→ **What to do**: Each record should be copied exactly, and none of them omitted.

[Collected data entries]
================================

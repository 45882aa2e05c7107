//! Scroll progress bar pinned to the top of the window.

use dioxus::prelude::*;

use crate::context::use_scroll_progress;

/// Horizontal bar scaled to the clamped scroll percentage.
#[component]
pub fn ScrollProgressBar() -> Element {
    let progress = use_scroll_progress();
    let scale = progress() / 100.0;

    rsx! {
        div {
            class: "progress-bar",
            style: "transform: scaleX({scale});",
        }
    }
}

================================

→ **Solution for this exercise**:
repository 45882aa2e05c7107
//! Scroll progress bar pinned to the top of the window.

use dioxus::prelude::*;

use crate::context::use_scroll_progress;

/// Horizontal bar scaled to the clamped scroll percentage.
#[component]
pub fn ScrollProgressBar() -> Element {
    let progress = use_scroll_progress();
    let scale = progress() / 100.0;

    rsx! {
        div {
            class: "progress-bar",
            style: "transform: scaleX({scale});",
        }
    }
}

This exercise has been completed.